_Work instructions_.
Every line of the data that contains the string "title" must be copied.

### Record excerpts

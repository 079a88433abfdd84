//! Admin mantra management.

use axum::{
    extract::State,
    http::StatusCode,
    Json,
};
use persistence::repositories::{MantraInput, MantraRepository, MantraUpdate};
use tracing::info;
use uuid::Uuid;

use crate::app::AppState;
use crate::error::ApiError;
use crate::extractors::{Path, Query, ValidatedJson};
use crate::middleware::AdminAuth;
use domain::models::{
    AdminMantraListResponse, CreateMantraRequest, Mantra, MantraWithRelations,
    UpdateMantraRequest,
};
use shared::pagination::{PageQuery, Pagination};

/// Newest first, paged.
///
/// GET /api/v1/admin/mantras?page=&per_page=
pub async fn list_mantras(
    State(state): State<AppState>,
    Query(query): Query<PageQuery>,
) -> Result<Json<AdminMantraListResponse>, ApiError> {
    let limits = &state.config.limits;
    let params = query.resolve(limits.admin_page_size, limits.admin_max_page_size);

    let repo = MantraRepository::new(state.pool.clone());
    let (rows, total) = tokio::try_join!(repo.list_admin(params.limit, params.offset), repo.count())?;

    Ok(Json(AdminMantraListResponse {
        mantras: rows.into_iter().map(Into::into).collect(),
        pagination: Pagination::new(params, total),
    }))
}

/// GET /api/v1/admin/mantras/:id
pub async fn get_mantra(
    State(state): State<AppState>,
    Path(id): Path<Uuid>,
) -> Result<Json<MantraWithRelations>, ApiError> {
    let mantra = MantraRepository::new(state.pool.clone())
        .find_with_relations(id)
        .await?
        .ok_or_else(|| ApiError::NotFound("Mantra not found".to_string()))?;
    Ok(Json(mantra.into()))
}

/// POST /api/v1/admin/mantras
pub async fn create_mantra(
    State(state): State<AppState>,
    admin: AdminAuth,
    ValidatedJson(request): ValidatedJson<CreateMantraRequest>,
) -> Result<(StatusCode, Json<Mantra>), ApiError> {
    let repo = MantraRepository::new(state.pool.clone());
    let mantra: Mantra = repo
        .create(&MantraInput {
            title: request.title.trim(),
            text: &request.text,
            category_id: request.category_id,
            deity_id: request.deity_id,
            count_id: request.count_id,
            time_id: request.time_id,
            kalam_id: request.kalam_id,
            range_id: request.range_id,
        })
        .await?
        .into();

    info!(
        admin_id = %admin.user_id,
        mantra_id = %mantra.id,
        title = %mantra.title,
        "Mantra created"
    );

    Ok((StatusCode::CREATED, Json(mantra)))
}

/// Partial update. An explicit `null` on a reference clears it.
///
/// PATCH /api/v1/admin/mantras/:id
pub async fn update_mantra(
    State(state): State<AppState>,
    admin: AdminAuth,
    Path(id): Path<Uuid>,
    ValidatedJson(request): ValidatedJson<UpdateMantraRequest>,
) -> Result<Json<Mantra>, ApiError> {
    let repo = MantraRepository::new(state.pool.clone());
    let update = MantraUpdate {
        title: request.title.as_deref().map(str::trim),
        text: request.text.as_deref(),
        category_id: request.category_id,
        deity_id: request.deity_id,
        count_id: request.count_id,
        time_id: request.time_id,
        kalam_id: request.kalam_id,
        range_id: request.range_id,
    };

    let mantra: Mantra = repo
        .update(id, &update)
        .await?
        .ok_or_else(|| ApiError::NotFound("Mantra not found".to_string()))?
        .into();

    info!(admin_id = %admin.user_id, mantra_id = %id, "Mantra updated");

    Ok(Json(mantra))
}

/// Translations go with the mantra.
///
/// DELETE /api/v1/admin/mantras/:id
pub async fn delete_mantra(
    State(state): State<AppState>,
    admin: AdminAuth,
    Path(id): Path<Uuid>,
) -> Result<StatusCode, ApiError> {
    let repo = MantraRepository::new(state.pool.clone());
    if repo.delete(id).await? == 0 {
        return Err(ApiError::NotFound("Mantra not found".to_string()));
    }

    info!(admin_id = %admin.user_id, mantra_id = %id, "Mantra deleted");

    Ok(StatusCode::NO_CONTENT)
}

######
### Record excerpts

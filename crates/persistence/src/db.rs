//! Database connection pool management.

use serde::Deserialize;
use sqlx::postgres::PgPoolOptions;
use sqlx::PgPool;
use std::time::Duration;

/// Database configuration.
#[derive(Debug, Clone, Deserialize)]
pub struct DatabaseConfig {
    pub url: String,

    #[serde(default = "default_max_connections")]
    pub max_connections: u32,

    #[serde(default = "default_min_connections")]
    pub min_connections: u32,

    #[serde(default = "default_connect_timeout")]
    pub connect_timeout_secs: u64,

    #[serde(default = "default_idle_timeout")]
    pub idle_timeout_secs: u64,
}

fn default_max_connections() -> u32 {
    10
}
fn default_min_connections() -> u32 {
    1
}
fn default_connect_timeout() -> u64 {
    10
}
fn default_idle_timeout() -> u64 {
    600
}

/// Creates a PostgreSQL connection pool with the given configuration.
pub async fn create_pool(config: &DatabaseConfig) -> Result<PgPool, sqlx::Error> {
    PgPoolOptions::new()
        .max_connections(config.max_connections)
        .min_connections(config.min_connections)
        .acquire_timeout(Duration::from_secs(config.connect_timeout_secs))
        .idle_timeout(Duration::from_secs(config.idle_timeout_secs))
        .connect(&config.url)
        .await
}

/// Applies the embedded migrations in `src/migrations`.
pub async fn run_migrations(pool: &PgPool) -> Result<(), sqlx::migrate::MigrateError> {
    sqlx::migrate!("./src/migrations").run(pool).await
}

######

_Finished task_.
            title: request.title.trim(),
        title = %mantra.title,
        title: request.title.as_deref().map(str::trim),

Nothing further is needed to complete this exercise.